What you have to do
What is the number of lines below that contain the word "Some"? Respond with that number alone.

Data excerpts:
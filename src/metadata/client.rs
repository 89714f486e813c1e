// SPDX-License-Identifier: Apache-2.0

use std::sync::Arc;

use tracing::{debug, instrument, warn};

use tablechat_core::{
    qualified_name, CatalogBackend, ChatError, ChatResult, RelationshipSet, RelationshipStrategy,
    SqlResult, StatementRequest, TableDescriptor, TableSummary,
};
use tablechat_sql::{constraint_query, schema_columns_query, Direction};

use super::relationships::{group_constraint_rows, infer_from_names, SchemaColumns};
use crate::transport::error_message;

pub const DEFAULT_SQL_WAIT_SECS: u64 = 30;

/// Catalog, table, and relationship lookups over a [`CatalogBackend`].
///
/// Holds no state besides its collaborators; every call goes to the backend.
pub struct MetadataClient {
    backend: Arc<dyn CatalogBackend>,
    warehouse_id: Option<String>,
    strategy: RelationshipStrategy,
    sql_wait_secs: u64,
}

impl MetadataClient {
    pub fn new(
        backend: Arc<dyn CatalogBackend>,
        warehouse_id: Option<String>,
        strategy: RelationshipStrategy,
    ) -> Self {
        Self {
            backend,
            warehouse_id: warehouse_id.filter(|w| !w.trim().is_empty()),
            strategy,
            sql_wait_secs: DEFAULT_SQL_WAIT_SECS,
        }
    }

    pub fn with_sql_wait(mut self, secs: u64) -> Self {
        self.sql_wait_secs = secs;
        self
    }

    pub fn strategy(&self) -> RelationshipStrategy {
        self.strategy
    }

    pub fn backend_id(&self) -> &'static str {
        self.backend.backend_id()
    }

    /// Tables of `catalog.schema`; empty when the schema has none
    #[instrument(skip(self))]
    pub async fn list_tables(&self, catalog: &str, schema: &str) -> ChatResult<Vec<TableSummary>> {
        self.backend
            .list_tables(catalog, schema)
            .await
            .map_err(|e| wrap(format!("{}.{}", catalog, schema), e))
    }

    #[instrument(skip(self))]
    pub async fn get_table_details(
        &self,
        catalog: &str,
        schema: &str,
        table: &str,
    ) -> ChatResult<TableDescriptor> {
        let full_name = qualified_name(catalog, schema, table);
        self.backend
            .get_table(&full_name)
            .await
            .map_err(|e| wrap(full_name, e))
    }

    /// Run one query on the configured warehouse; no retries
    #[instrument(skip(self, query))]
    pub async fn execute_sql(&self, query: &str, catalog: &str, schema: &str) -> ChatResult<SqlResult> {
        self.run(query, catalog, schema)
            .await
            .map_err(|e| wrap(format!("{}.{}", catalog, schema), e))
    }

    /// Incoming and outgoing relationships of one table.
    ///
    /// A table without relationships yields an empty set.
    #[instrument(skip(self), fields(strategy = %self.strategy))]
    pub async fn get_related_tables(
        &self,
        catalog: &str,
        schema: &str,
        table: &str,
    ) -> ChatResult<RelationshipSet> {
        let full_name = qualified_name(catalog, schema, table);
        let result = match self.strategy {
            RelationshipStrategy::ExplicitConstraints => {
                self.explicit_relationships(catalog, schema, table).await
            }
            RelationshipStrategy::Heuristic => {
                self.heuristic_relationships(catalog, schema, table).await
            }
        };

        let mut set = result.map_err(|e| wrap(full_name.clone(), e))?;
        set.table = full_name;
        debug!(
            referenced_by = set.referenced_by.len(),
            references = set.references.len(),
            "Resolved relationships"
        );
        Ok(set)
    }

    async fn explicit_relationships(
        &self,
        catalog: &str,
        schema: &str,
        table: &str,
    ) -> ChatResult<RelationshipSet> {
        let incoming = self
            .run(
                &constraint_query(catalog, schema, table, Direction::ReferencedBy),
                catalog,
                schema,
            )
            .await?;
        let outgoing = self
            .run(
                &constraint_query(catalog, schema, table, Direction::References),
                catalog,
                schema,
            )
            .await?;

        let mut set = RelationshipSet::empty(table, self.strategy);
        set.referenced_by = group_constraint_rows(&incoming)?;
        set.references = group_constraint_rows(&outgoing)?;
        Ok(set)
    }

    async fn heuristic_relationships(
        &self,
        catalog: &str,
        schema: &str,
        table: &str,
    ) -> ChatResult<RelationshipSet> {
        let rows = self
            .run(&schema_columns_query(catalog, schema), catalog, schema)
            .await?;
        let columns = SchemaColumns::from_result(&rows)?;
        let (referenced_by, references) = infer_from_names(catalog, schema, table, &columns);

        let mut set = RelationshipSet::empty(table, self.strategy);
        set.referenced_by = referenced_by;
        set.references = references;
        Ok(set)
    }

    async fn run(&self, statement: &str, catalog: &str, schema: &str) -> ChatResult<SqlResult> {
        let warehouse_id = self.warehouse_id.clone().ok_or_else(|| {
            ChatError::configuration("resource id not set (DATABRICKS_WAREHOUSE_ID)")
        })?;

        let request = StatementRequest {
            statement: statement.to_string(),
            warehouse_id,
            catalog: catalog.to_string(),
            schema: schema.to_string(),
            wait_timeout_secs: self.sql_wait_secs,
        };
        self.backend.execute_statement(&request).await
    }
}

/// Attach the qualified name to a backend failure.
///
/// Configuration errors pass through untouched.
fn wrap(target: String, err: ChatError) -> ChatError {
    match err {
        ChatError::Configuration { .. } | ChatError::Metadata { .. } => err,
        ChatError::Transport { ref detail, .. } => {
            let message = error_message(detail).unwrap_or_else(|| err.message());
            warn!(target = %target, error = %err, "Catalog call failed");
            ChatError::metadata(target, message)
        }
        other => {
            warn!(target = %target, error = %other, "Catalog call failed");
            ChatError::metadata(target, other.message())
        }
    }
}

#[cfg(test)]
mod tests {
    use super::*;
    use crate::metadata::InMemoryCatalog;
    use serde_json::json;
    use tablechat_core::ColumnDescriptor;

    fn orders() -> TableDescriptor {
        TableDescriptor {
            catalog: "demo".into(),
            schema: "sales".into(),
            name: "orders".into(),
            table_type: "MANAGED".into(),
            comment: "order records".into(),
            columns: vec![ColumnDescriptor {
                name: "id".into(),
                data_type: "BIGINT".into(),
                comment: String::new(),
            }],
        }
    }

    fn client(catalog: InMemoryCatalog, warehouse: Option<&str>) -> (Arc<InMemoryCatalog>, MetadataClient) {
        let catalog = Arc::new(catalog);
        let client = MetadataClient::new(
            catalog.clone(),
            warehouse.map(str::to_string),
            RelationshipStrategy::ExplicitConstraints,
        );
        (catalog, client)
    }

    #[tokio::test]
    async fn missing_table_names_qualified_target() {
        let (_, client) = client(InMemoryCatalog::new().with_table(orders()), None);
        let err = client
            .get_table_details("demo", "sales", "nope")
            .await
            .unwrap_err();
        assert_eq!(
            err,
            ChatError::metadata("demo.sales.nope", "Table 'demo.sales.nope' does not exist.")
        );
    }

    #[tokio::test]
    async fn sql_requires_warehouse() {
        let (_, client) = client(InMemoryCatalog::new(), Some("  "));
        let err = client.execute_sql("SELECT 1", "demo", "sales").await.unwrap_err();
        assert!(err.is_configuration());
        assert!(err.message().contains("resource id not set"));

        let err = client
            .get_related_tables("demo", "sales", "orders")
            .await
            .unwrap_err();
        assert!(err.is_configuration());
    }

    #[tokio::test]
    async fn sql_failure_is_wrapped_once() {
        let (catalog, client) = client(InMemoryCatalog::new(), Some("wh-1"));
        catalog.push_result(Err(ChatError::transport(
            Some(400),
            json!({"error_code": "INVALID_PARAMETER_VALUE", "message": "bad query"}),
        )));
        let err = client.execute_sql("SELECT", "demo", "sales").await.unwrap_err();
        assert_eq!(err, ChatError::metadata("demo.sales", "bad query"));
        assert_eq!(catalog.executed()[0].warehouse_id, "wh-1");
        assert_eq!(catalog.executed()[0].wait_timeout_secs, DEFAULT_SQL_WAIT_SECS);
    }

    #[tokio::test]
    async fn explicit_strategy_runs_both_directions() {
        let (catalog, client) = client(InMemoryCatalog::new(), Some("wh-1"));
        catalog.push_result(Ok(SqlResult::new(
            vec![
                "peer_table".into(),
                "constraint_name".into(),
                "source_column".into(),
                "target_column".into(),
            ],
            vec![vec![
                json!("demo.sales.order_lines"),
                json!("fk_lines_orders"),
                json!("order_id"),
                json!("id"),
            ]],
        )));
        catalog.push_result(Ok(SqlResult::default()));

        let set = client
            .get_related_tables("demo", "sales", "orders")
            .await
            .unwrap();
        assert_eq!(set.table, "demo.sales.orders");
        assert_eq!(set.referenced_by.len(), 1);
        assert!(set.references.is_empty());

        let executed = catalog.executed();
        assert_eq!(executed.len(), 2);
        assert!(executed[0].statement.contains("WHERE pk.table_catalog"));
        assert!(executed[1].statement.contains("WHERE fk.table_catalog"));
    }

    #[tokio::test]
    async fn heuristic_strategy_uses_one_column_scan() {
        let catalog = Arc::new(InMemoryCatalog::new());
        catalog.push_result(Ok(SqlResult::new(
            vec!["table_name".into(), "column_name".into()],
            vec![
                vec![json!("customers"), json!("id")],
                vec![json!("orders"), json!("customer_id")],
            ],
        )));
        let client = MetadataClient::new(
            catalog.clone(),
            Some("wh".into()),
            RelationshipStrategy::Heuristic,
        );

        let set = client
            .get_related_tables("demo", "sales", "customers")
            .await
            .unwrap();
        assert_eq!(set.strategy, RelationshipStrategy::Heuristic);
        assert_eq!(set.referenced_by[0].constraint, "orders_customers_inferred");
        assert_eq!(catalog.executed().len(), 1);
    }
}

Response to the task
5